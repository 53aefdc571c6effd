//! Fill, outline and font properties referenced by id from objects.

use super::{chunk_reader, chunk_string, size_value, Version};
use crate::{
    color::{hls_to_rgb, hsv_to_rgb, yiq_to_rgb, Color},
    error::Result,
    formats::reader::RecordReader,
    model::style::{Cap, Join, Stroke},
};
use ahash::HashMap;
use log::debug;
use riff_parser::Chunk;

/// Colour model codes of CorelDRAW.
mod model {
    pub const CMYK: u8 = 2;
    pub const CMYK255: u8 = 3;
    pub const CMY: u8 = 4;
    pub const BGR: u8 = 5;
    pub const HSB: u8 = 6;
    pub const HLS: u8 = 7;
    pub const GRAY: u8 = 9;
    pub const YIQ: u8 = 11;
    pub const LAB: u8 = 12;
    pub const CMYK255_2: u8 = 17;
    pub const LAB_2: u8 = 18;
    pub const REGISTRATION: u8 = 20;
}

/// Decode four colour bytes, unknown models give black.
pub fn color(model: u8, b: [u8; 4]) -> Color {
    let unit = |v: u8| f64::from(v) / 255.0;
    let hue = || f64::from(u16::from_le_bytes([b[0], b[1]])) / 360.0;
    match model {
        model::CMYK => {
            let pct = |v: u8| f64::from(v) / 100.0;
            Color::cmyk(pct(b[0]), pct(b[1]), pct(b[2]), pct(b[3]))
        }
        model::CMYK255 | model::CMYK255_2 => {
            Color::cmyk(unit(b[0]), unit(b[1]), unit(b[2]), unit(b[3]))
        }
        model::CMY => Color::cmyk(unit(b[0]), unit(b[1]), unit(b[2]), 0.0),
        model::BGR => Color::rgb8(b[2], b[1], b[0]),
        model::HSB => {
            let [r, g, bl] = hsv_to_rgb(hue(), unit(b[2]), unit(b[3]));
            Color::rgb(r, g, bl)
        }
        model::HLS => {
            let [r, g, bl] = hls_to_rgb(hue(), unit(b[2]), unit(b[3]));
            Color::rgb(r, g, bl)
        }
        model::GRAY => Color::gray(unit(b[0])),
        model::YIQ => {
            let [r, g, bl] = yiq_to_rgb(
                unit(b[0]),
                2.0 * unit(b[1]) - 1.0,
                2.0 * unit(b[2]) - 1.0,
            );
            Color::rgb(r, g, bl)
        }
        model::LAB | model::LAB_2 => Color::lab(unit(b[0]), unit(b[1]), unit(b[2])),
        model::REGISTRATION => {
            Color::spot("Registration color", [0.0; 3], [1.0; 4])
        }
        other => {
            debug!("cdr colour model {other} drawn black");
            Color::black()
        }
    }
}

fn color_at(r: &RecordReader, model_at: usize, value_at: usize) -> Result<Color> {
    let model = r.at(model_at)?.u8()?;
    let bytes = r.at(value_at)?.bytes(4)?;
    Ok(color(model, [bytes[0], bytes[1], bytes[2], bytes[3]]))
}

#[derive(Debug, Clone, PartialEq)]
pub enum FillProp {
    None,
    Solid(Color),
    /// Gradients, patterns and textures, by CDR fill type.
    Unsupported(u8),
}

fn fill(chunk: &Chunk, version: Version) -> Result<(u32, FillProp)> {
    let mut r = chunk_reader(chunk);
    let id = r.le_u32()?;
    let v13 = version >= Version::V13;
    let kind = r.at(if v13 { 12 } else { 4 })?.u8()?;
    let prop = match kind {
        0 => FillProp::None,
        1 => {
            let (model_at, value_at) = if v13 { (27, 35) } else { (8, 16) };
            FillProp::Solid(color_at(&r, model_at, value_at)?)
        }
        other => FillProp::Unsupported(other),
    };
    Ok((id, prop))
}

/// `None` for the "no outline" specification.
fn outline(chunk: &Chunk, version: Version) -> Result<(u32, Option<Stroke>)> {
    const NONE: u8 = 0x01;
    const SCALABLE: u8 = 0x02;
    const DASHED: u8 = 0x04;

    let mut r = chunk_reader(chunk);
    let id = r.le_u32()?;
    let (spec_at, caps_at, join_at, width_at, model_at, dash_at) =
        if version >= Version::V13 {
            (24, 26, 28, 30, 88, 116)
        } else {
            (4, 6, 8, 12, 76, 104)
        };
    let spec = r.at(spec_at)?.u8()?;
    if spec & NONE != 0 {
        return Ok((id, None));
    }
    let cap = match r.at(caps_at)?.u8()? {
        1 => Cap::Round,
        2 => Cap::Square,
        _ => Cap::Butt,
    };
    let join = match r.at(join_at)?.u8()? {
        1 => Join::Round,
        2 => Join::Bevel,
        _ => Join::Miter,
    };
    let width = size_value(&mut r.at(width_at)?)?;
    let dash = if spec & DASHED != 0 {
        let mut d = r.at(dash_at)?;
        let n = d.le_u16()?;
        (0..n)
            .map(|_| d.le_u16().map(f64::from))
            .collect::<Result<Vec<_>>>()?
    } else {
        vec![]
    };
    let color = color_at(&r, model_at, model_at + 8)?;
    Ok((
        id,
        Some(Stroke {
            width,
            color,
            dash,
            cap,
            join,
            scalable: spec & SCALABLE != 0,
            ..Default::default()
        }),
    ))
}

fn font(chunk: &Chunk, version: Version) -> Result<(u16, String)> {
    let mut r = chunk_reader(chunk);
    let id = r.le_u16()?;
    let mut name = r.at(18)?;
    let bytes = name.bytes(name.remaining().min(34))?;
    Ok((id, chunk_string(bytes, version)))
}

/// Property tables of one document.
#[derive(Debug, Default)]
pub struct Properties {
    pub fills: HashMap<u32, FillProp>,
    /// `None` marks an outline that draws nothing.
    pub outlines: HashMap<u32, Option<Stroke>>,
    pub fonts: HashMap<u16, String>,
}

impl Properties {
    /// Collect every property chunk below `chunks`, a broken chunk is
    /// passed to `on_error` and skipped.
    pub fn collect(
        chunks: &[Chunk],
        version: Version,
        on_error: &mut dyn FnMut(crate::ConvertError),
    ) -> Self {
        let mut r = Self::default();
        r.visit(chunks, version, on_error);
        debug!(
            "cdr properties: {} fills, {} outlines, {} fonts",
            r.fills.len(),
            r.outlines.len(),
            r.fonts.len()
        );
        r
    }

    fn visit(
        &mut self,
        chunks: &[Chunk],
        version: Version,
        on_error: &mut dyn FnMut(crate::ConvertError),
    ) {
        for c in chunks {
            if c.is_list() {
                self.visit(&c.children, version, on_error);
                continue;
            }
            let r = match &c.id {
                b"fild" | b"fill" => fill(c, version).map(|(id, p)| {
                    self.fills.insert(id, p);
                }),
                b"outl" => outline(c, version).map(|(id, s)| {
                    self.outlines.insert(id, s);
                }),
                b"font" => font(c, version).map(|(id, name)| {
                    self.fonts.insert(id, name);
                }),
                _ => Ok(()),
            };
            if let Err(e) = r {
                on_error(e);
            }
        }
    }
}

#[cfg(test)]
mod tests;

- - - -

_Problem statement_:
What you give back must match the material exactly, beginning with its first line and ending with the line holding "let hue = ||".

_Written response_:
repository 53aefdc571c6effd
//! Fill, outline and font properties referenced by id from objects.

use super::{chunk_reader, chunk_string, size_value, Version};
use crate::{
    color::{hls_to_rgb, hsv_to_rgb, yiq_to_rgb, Color},
    error::Result,
    formats::reader::RecordReader,
    model::style::{Cap, Join, Stroke},
};
use ahash::HashMap;
use log::debug;
use riff_parser::Chunk;

/// Colour model codes of CorelDRAW.
mod model {
    pub const CMYK: u8 = 2;
    pub const CMYK255: u8 = 3;
    pub const CMY: u8 = 4;
    pub const BGR: u8 = 5;
    pub const HSB: u8 = 6;
    pub const HLS: u8 = 7;
    pub const GRAY: u8 = 9;
    pub const YIQ: u8 = 11;
    pub const LAB: u8 = 12;
    pub const CMYK255_2: u8 = 17;
    pub const LAB_2: u8 = 18;
    pub const REGISTRATION: u8 = 20;
}

/// Decode four colour bytes, unknown models give black.
pub fn color(model: u8, b: [u8; 4]) -> Color {
    let unit = |v: u8| f64::from(v) / 255.0;
    let hue = || f64::from(u16::from_le_bytes([b[0], b[1]])) / 360.0;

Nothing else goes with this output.